Why do I lose my Linux entries from UEFI boot?
Why do I lose my Linux entries from UEFI boot?
I dual boot Windows 10 and Linux. Whnever Windows freezes or boot gets interrupted etc. I lose access to Linux because UEFI offers only Windows as boot options. On checking EFI partition still has rEFInd and PCLinuxOS entries needed.
I wonder why it cannot see them?
It is because of Secure Boot. Windows is doing exactly what it is supposed to do. The UEFI Secure Boot keys are not part of Linux.
Your bootloader is the biggest attack surface on most modern computers. You can foolishly turn off secure boot, but windows may require SB to work at all. I think W10 may have had an option to turn off the SB requirement, but I know W11 must have SB.

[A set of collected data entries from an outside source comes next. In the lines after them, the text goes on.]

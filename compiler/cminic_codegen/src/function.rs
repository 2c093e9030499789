//! Per-function code generation: prologue/epilogue, parameter spill, the
//! varargs save area, and the `gen`/`gen_addr`/`load` stack-machine walk
//! ported from `codegen.c`'s single `gen` dispatch (split here into one
//! function per `NodeKind` group instead of one long `if`/`else if` chain).

use cminic_ast::{Function, FuncId, Node, NodeKind, Program, VarRef};
use cminic_session::{Diagnostic, Span};
use cminic_types::Type;
use cminic_utils::idx::Idx;

use crate::regs::{self, RegKind};
use crate::Emitter;

/// Emits one function's `.globl`/label, prologue, body, and epilogue.
/// Prototype functions are filtered out by the caller before this is
/// reached (`codegen`'s `delete_prototype_func` equivalent).
pub(crate) fn emit_function(
    em: &mut Emitter,
    program: &Program,
    _id: FuncId,
    func: &Function,
) -> Result<(), Diagnostic> {
    em.current_fn_name = func.name.clone();
    em.label(format_args!(".globl {}", func.name));
    em.label(format_args!("{}:", func.name));

    em.line(format_args!("push rbp"));
    em.line(format_args!("mov rbp, rsp"));
    em.line(format_args!("sub rsp, {}", func.stack_size()));

    for (j, &id) in func.params.iter().enumerate() {
        let var = func.locals.get(id);
        em.line(format_args!("mov rax, rbp"));
        em.line(format_args!("sub rax, {}", var.offset));
        let reg = regs::argreg(j, &var.ty, Span::point(0))?;
        em.line(format_args!("mov [rax], {}", reg));
    }

    if let Some(off) = func.va_area_offset {
        emit_va_area_init(em, func, off);
    }

    gen_block_items(em, program, func, &func.body)?;
    // The body's own trailing dummy (every Block leaves one value) is
    // discarded here, matching the single `pop()` codegen() issues after
    // `gen(current_fn->body)`.
    em.pop();

    em.label(format_args!(".L.return.{}:", em.current_fn_name.clone()));
    em.line(format_args!("mov rsp, rbp"));
    em.line(format_args!("pop rbp"));
    em.line(format_args!("ret"));
    Ok(())
}

/// Spills the six integer argument registers and eight SSE registers into
/// the 136-byte varargs save area, and writes the `__builtin_va_list`
/// header (`gp_offset`, `fp_offset`, `reg_save_area`) at its front. `off`
/// is the offset (below `rbp`) of the byte one past the end of the area —
/// matches `Function::va_area_offset` and `LocalTable::reserve_va_area`.
fn emit_va_area_init(em: &mut Emitter, func: &Function, off: usize) {
    let gp = func.params.len();
    em.line(format_args!("mov DWORD PTR [rbp-{}], {}", off, gp * 8));
    em.line(format_args!("mov DWORD PTR [rbp-{}], 0", off - 4));
    em.line(format_args!("mov [rbp-{}], rbp", off - 16));
    em.line(format_args!("sub QWORD PTR [rbp-{}], {}", off - 16, off - 24));
    em.line(format_args!("mov [rbp-{}], rdi", off - 24));
    em.line(format_args!("mov [rbp-{}], rsi", off - 32));
    em.line(format_args!("mov [rbp-{}], rdx", off - 40));
    em.line(format_args!("mov [rbp-{}], rcx", off - 48));
    em.line(format_args!("mov [rbp-{}], r8", off - 56));
    em.line(format_args!("mov [rbp-{}], r9", off - 64));
    em.line(format_args!("movsd [rbp-{}], xmm0", off - 72));
    em.line(format_args!("movsd [rbp-{}], xmm1", off - 80));
    em.line(format_args!("movsd [rbp-{}], xmm2", off - 88));
    em.line(format_args!("movsd [rbp-{}], xmm3", off - 96));
    em.line(format_args!("movsd [rbp-{}], xmm4", off - 104));
    em.line(format_args!("movsd [rbp-{}], xmm5", off - 112));
    em.line(format_args!("movsd [rbp-{}], xmm6", off - 120));
    em.line(format_args!("movsd [rbp-{}], xmm7", off - 128));
}

/// `gen(Block|StmtExpr|Suger)`: every statement leaves one value, which is
/// popped immediately; the sequence as a whole then pushes its own trailing
/// dummy. A value-returning statement expression therefore always yields
/// that dummy, never the last statement's value (see SPEC_FULL's Open
/// Question log).
fn gen_block_items(
    em: &mut Emitter,
    program: &Program,
    func: &Function,
    items: &[Node],
) -> Result<(), Diagnostic> {
    for item in items {
        gen(em, program, func, item)?;
        em.pop();
    }
    em.push();
    Ok(())
}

You can manually sign your own keys and replace them. I'm not going to just explain it all rn, but you can ask if you really need the help.
If you want the easy path, just run any Fedora or vanilla Ubuntu. They both have a special key that is signed by m$ called a shim. It can coexist with Windows easily without any problems. I have a w11 partition just for adjusting my RGB keyboard sitting beside Fedora all the time on the same drive.
Secure boot is designed to delete all unsigned bootable code. If you run a signed OS with SB this will always happen regardless of what other software is present. Self signed Linux would delete unsigned Windows just the same.
A w11 partition to adjust your RGB is peak fucking Linux haha
Sidenote: is it not possible to run a vm for that?
OpenRGB is an option.
I used a VM to adjust my Logitech Mouse LEDs, so yeah passing it through should be possible and assuming it saves the settings to the devices onboard firmware instead of the Windows software doing the configurations at launch.
I just don't bother trying. Someone probably has a solution for the proprietary garbage inside the laptop that is undocumented. I could go in and monitor the registers that are being changed. I've only ever used it once, and I was there to blacklist the Mac address in my router's outbound filter because the worst hackers are corporate stalkerware pirates that limit my access to information and sell my data to those that wish to manipulate me in healthcare, insurance, banking, and politics.
The proprietary code is running on a microcontroller and there is no telling what else it is doing or connected to. It is present in the UEFI memory space. So naturally, I want to be able to monitor its native behavior at any time as well. I have logged an unknown Mac trying to dial out occasionally that is not the windows Mac, but I whitelist everything I wish to connect to via a 3rd party device I fully control. That level of ownership certainly is peak Linux.
Related q:
So I have a machine with fde, + just one os present, + uefi password protected, + only the internal drive as a boot option. I also have sb enabled, but it was off during install (ventoy doesn't play nice with it, at least for me) so there's no keys registered, and I've reset sb keys anyway (for windows) since installation. Sb on but dormant.
How vulnerable am I to a theoretical attack? With the drive encrypted and no alternative boot options, an attacker would need to somehow get to /boot/efi from the machine itself, right? Maybe a exploit in uefi? Am I missing any big pieces to the puzzle?
I don't know hardware/systems like this. I'm an abstract thinker. I like to break down and distil complicated subjects to a level I intuitively understand.
Secure boot uses a Trusted Protection Module (TPM) chip. It is usually a dedicated chip, although there is a sketchy way it can be implemented in software. The idea is that the TPM chip is not connected internally to your computer at all. The chip can issue a new key that is only hashed with an internal key on the chip. There is never a point where that internal key on the chip is present in your computer. If any key present in your computer is generated from a TPM module, there is no way for anyone to swap, modify, or access the private key pair inside the TPM.
Secure Boot is using this key to check that the bootloader and all kernel code hashes against the TPM secret key. Running SB with a TPM keyset is essentially saying no part of the chain is trusted, so we're making an extra sandboxed place that we can trust and making it exist in a space with no possible connections in software. There are possible exploits in an electronics lab with physical access to the hardware, but that is well outside of the average person's reasonable security model.
If anyone modifies the bootloader binary, it is extremely difficult to detect after it is compromised.
I had to install Linux on a different drive because Windows will happily wreck your Linux boot on the same drive. It’s something Microsoft deliberately does.